VI. Economic Analysis of Impacts

    We have examined the impacts of the proposed rule under Executive 
Order 12866, Executive Order 13563, and the Regulatory Flexibility Act 
(5 U.S.C. 601-612), and the Unfunded Mandates Reform Act of 1995 (Pub. 
L. 104-4). Executive Orders 12866 and 13563 direct us to assess all 
costs and benefits of available regulatory alternatives and, when 
regulation is necessary, to select regulatory approaches that maximize 
net benefits (including potential economic, environmental, public 
health and safety, and other advantages; distributive impacts; and 
equity). We believe that this proposed rule is not a significant 
regulatory action as defined by Executive Order 12866.
    The Regulatory Flexibility Act requires us to analyze regulatory 
options that would minimize any significant impact of a rule on small 
entities. Because the proposed rule would remove regulations and revise 
regulations to be consistent with updated practice, we propose to 
certify that the proposed rule will not have a significant economic 
impact on a substantial number of small entities.
    The Unfunded Mandates Reform Act of 1995 (section 202(a)) requires 
us to prepare a written statement, which includes an assessment of 
anticipated costs and benefits, before proposing ``any rule that 
includes any Federal mandate that may result in the expenditure by 
State, local, and tribal governments, in the aggregate, or by the 
private sector, of $100,000,000 or more (adjusted annually for 
inflation) in any one year.'' The current threshold after adjustment 
for inflation is $144 million, using the most current (2014) Implicit 
Price Deflator for the Gross Domestic Product. This proposed rule would 
not result in an expenditure in any year that meets or exceeds this 
amount.

VII. Analysis of Environmental Impact

    We have determined under 21 CFR 25.31(h) that this action is of a 
type that does not individually or cumulatively have a significant 
effect on the human environment. Therefore, neither an environmental 
assessment nor an environmental impact statement is required.

VIII. Federalism

    We have analyzed this proposed rule in accordance with the 
principles set forth in Executive Order 13132. We have determined that 
the proposed rule does not contain policies that have substantial 
direct effects on the States, on the relationship between the National 
Government and the States, or on the distribution of power and 
responsibilities among the various levels of government. Accordingly, 
we conclude that the rule does not contain policies that have 
federalism implications as defined in the Executive order and, 
consequently, a federalism summary impact statement is not required.
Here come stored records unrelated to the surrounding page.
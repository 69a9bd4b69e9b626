//! Shared traits for the HRM platform

pub mod provider;

// Re-export commonly used traits
pub use provider::ActorProvider;
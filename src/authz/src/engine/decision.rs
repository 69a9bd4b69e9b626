//! Authorization decision types

use crate::types::Permission;
use hrm_core::Role;
use serde::{Deserialize, Serialize};
use std::fmt;

/// Outcome of a permission check, with the reason behind it
#[derive(Debug, Clone, PartialEq, Eq, Serialize, Deserialize)]
pub struct Decision {
    /// Whether the request is allowed
    pub allowed: bool,

    /// Reason for the decision
    pub reason: DecisionReason,
}

impl Decision {
    /// Allowed by a wildcard-resource grant
    pub fn wildcard(permission: Permission) -> Self {
        Self {
            allowed: true,
            reason: DecisionReason::WildcardGrant { permission },
        }
    }

    /// Allowed by a grant on the named resource
    pub fn grant(permission: Permission) -> Self {
        Self {
            allowed: true,
            reason: DecisionReason::Grant { permission },
        }
    }

    /// Denied, no actor
    pub fn unauthenticated() -> Self {
        Self {
            allowed: false,
            reason: DecisionReason::Unauthenticated,
        }
    }

    /// Denied, the role has nothing matching
    pub fn no_match(role: Role) -> Self {
        Self {
            allowed: false,
            reason: DecisionReason::NoMatchingPermission { role },
        }
    }

    /// Denied, the request could not be parsed
    pub fn invalid(error: impl Into<String>) -> Self {
        Self {
            allowed: false,
            reason: DecisionReason::InvalidRequest {
                error: error.into(),
            },
        }
    }

    /// The grant that allowed the request, if any
    pub fn matched(&self) -> Option<&Permission> {
        match &self.reason {
            DecisionReason::WildcardGrant { permission } | DecisionReason::Grant { permission } => {
                Some(permission)
            }
            _ => None,
        }
    }
}

/// Reason for an authorization decision
#[derive(Debug, Clone, PartialEq, Eq, Serialize, Deserialize)]
#[serde(tag = "type", rename_all = "snake_case")]
pub enum DecisionReason {
    /// A `*` resource entry matched the action
    WildcardGrant { permission: Permission },

    /// A resource entry matched action and covered the scope
    Grant { permission: Permission },

    /// No actor was available
    Unauthenticated,

    /// The actor's role has no entry that satisfies the request
    NoMatchingPermission { role: Role },

    /// Resource, action or scope did not parse
    InvalidRequest { error: String },
}

impl fmt::Display for DecisionReason {
    fn fmt(&self, f: &mut fmt::Formatter<'_>) -> fmt::Result {
        match self {
            DecisionReason::WildcardGrant { permission } => {
                write!(f, "allowed by wildcard grant {}", permission)
            }
            DecisionReason::Grant { permission } => write!(f, "allowed by grant {}", permission),
            DecisionReason::Unauthenticated => f.write_str("denied: no authenticated actor"),
            DecisionReason::NoMatchingPermission { role } => {
                write!(f, "denied: role {} has no matching permission", role)
            }
            DecisionReason::InvalidRequest { error } => write!(f, "denied: {}", error),
        }
    }
}

#[cfg(test)]
mod tests {
    use super::*;
    use crate::scope::Scope;
    use crate::types::{Action, Resource};

    #[test]
    fn test_allow_decision() {
        let permission = Permission::new(Resource::Goals, Action::Read, Scope::Own);
        let decision = Decision::grant(permission.clone());

        assert!(decision.allowed);
        assert_eq!(decision.matched(), Some(&permission));
        assert_eq!(decision.reason.to_string(), "allowed by grant goals:read@own");
    }

    #[test]
    fn test_deny_decisions() {
        let decision = Decision::no_match(Role::Employee);
        assert!(!decision.allowed);
        assert!(decision.matched().is_none());

        assert!(!Decision::unauthenticated().allowed);
        assert!(!Decision::invalid("unknown action 'write'").allowed);
    }

    #[test]
    fn test_reason_serialization() {
        let json = serde_json::to_value(Decision::no_match(Role::DeptManager)).unwrap();
        assert_eq!(json["allowed"], false);
        assert_eq!(json["reason"]["type"], "no_matching_permission");
        assert_eq!(json["reason"]["role"], "dept_manager");
    }
}
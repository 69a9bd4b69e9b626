/// Scope type definitions
///
/// Scopes are ordered by breadth: `Own < Department < Company`.

use crate::error::AuthzError;
use serde::{Deserialize, Serialize};
use std::fmt;
use std::str::FromStr;

/// Organizational breadth a permission applies to
///
/// A grant at a wider scope implicitly covers the narrower scopes nested in
/// it. Variant order is breadth order, so the derived `Ord` is meaningful.
#[derive(
    Debug, Clone, Copy, Default, PartialEq, Eq, Hash, PartialOrd, Ord, Serialize, Deserialize,
)]
#[serde(rename_all = "lowercase")]
pub enum Scope {
    /// The actor's own records
    #[default]
    Own,
    /// Records in the actor's department
    Department,
    /// Organization-wide
    Company,
}

impl Scope {
    pub const ALL: [Scope; 3] = [Scope::Own, Scope::Department, Scope::Company];

    pub fn as_str(&self) -> &'static str {
        match self {
            Scope::Own => "own",
            Scope::Department => "department",
            Scope::Company => "company",
        }
    }

    /// Whether a grant at this scope satisfies a request at `requested`
    ///
    /// - `Company` covers every scope
    /// - `Department` covers `Department` and `Own`
    /// - `Own` covers only `Own`
    pub fn covers(&self, requested: Scope) -> bool {
        *self >= requested
    }
}

impl FromStr for Scope {
    type Err = AuthzError;

    fn from_str(s: &str) -> Result<Self, Self::Err> {
        match s {
            "own" => Ok(Scope::Own),
            "department" => Ok(Scope::Department),
            "company" => Ok(Scope::Company),
            other => Err(AuthzError::InvalidInput(format!("unknown scope '{}'", other))),
        }
    }
}

impl fmt::Display for Scope {
    fn fmt(&self, f: &mut fmt::Formatter<'_>) -> fmt::Result {
        f.write_str(self.as_str())
    }
}
//! Ambient actor lookup

use crate::types::Actor;
use std::sync::Arc;

/// Source of the current actor
///
/// Lookups are local reads and must not block on the network. `None` means
/// unauthenticated, and callers deny everything in that case.
pub trait ActorProvider: Send + Sync {
    /// Snapshot of the current actor, if one is logged in
    fn current_actor(&self) -> Option<Actor>;

    /// Changes whenever the underlying actor snapshot changes
    ///
    /// Anything memoized from a snapshot must be dropped once this moves.
    fn snapshot_version(&self) -> u64 {
        0
    }
}

/// A fixed snapshot, never changes
impl ActorProvider for Option<Actor> {
    fn current_actor(&self) -> Option<Actor> {
        self.clone()
    }
}

impl<T: ActorProvider + ?Sized> ActorProvider for Arc<T> {
    fn current_actor(&self) -> Option<Actor> {
        (**self).current_actor()
    }

    fn snapshot_version(&self) -> u64 {
        (**self).snapshot_version()
    }
}

#[cfg(test)]
mod tests {
    use super::*;
    use crate::types::Role;

    #[test]
    fn test_fixed_snapshot() {
        let provider = Some(Actor::new("u-1", Role::Employee));
        assert_eq!(provider.current_actor().unwrap().id, "u-1");
        assert_eq!(provider.snapshot_version(), 0);

        let nobody: Option<Actor> = None;
        assert!(nobody.current_actor().is_none());
    }

    #[test]
    fn test_arc_delegation() {
        let provider: Arc<dyn ActorProvider> = Arc::new(Some(Actor::new("u-2", Role::HrAdmin)));
        assert_eq!(provider.current_actor().unwrap().role, Role::HrAdmin);
    }
}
IX. Paperwork Reduction Act of 1995

    This proposed rule contains collections of information that are 
subject to review by the Office of Management and Budget (OMB) under 
the Paperwork Reduction Act of 1995 (PRA) (44 U.S.C. 3501-3520). The 
collections of information in part 610 have been approved under OMB 
control number 0910-0338. The proposed removal of Sec.  610.53(d) would 
impact OMB control number 0910-0338. We would remove Sec.  610.53(d) 
because it is duplicative of Sec.  640.120, which is also approved 
under the same collection of information. While there would be no net 
change in the burden estimate, the current approved collection of 
information would be updated to reflect this removal. The actions that 
we propose to take in this proposed rule would not create a substantive 
or material modification to this approved collection of information. 
Therefore, FDA tentatively concludes that OMB has already approved the 
information collection proposed here and the proposed requirements in 
this document are not subject to additional review by OMB.

List of Subjects in 21 CFR Part 610

    Biologics, Labeling, Reporting and recordkeeping requirements.

    Therefore, under the Federal Food, Drug, and Cosmetic Act and the 
Public Health Service Act, and under authority delegated to the 
Commissioner of Food and Drugs, it is proposed that 21 CFR part 610 be 
amended as follows:

PART 610--GENERAL BIOLOGICAL PRODUCTS STANDARDS

0
1. The authority citation for part 610 continues to read as follows:

    Authority: 21 U.S.C. 321, 331, 351, 352, 353, 355, 360, 360c, 
360d, 360h, 360i, 371, 372, 374, 381; 42 U.S.C. 216, 262, 263, 263a, 
264.

Subpart C [Removed and Reserved]

0
2. Remove and reserve subpart C, consisting of Sec. Sec.  610.20 and 
610.21.
0
3. Revise Sec.  610.50 to read as follows:


Sec.  610.50  Date of manufacture for biological products.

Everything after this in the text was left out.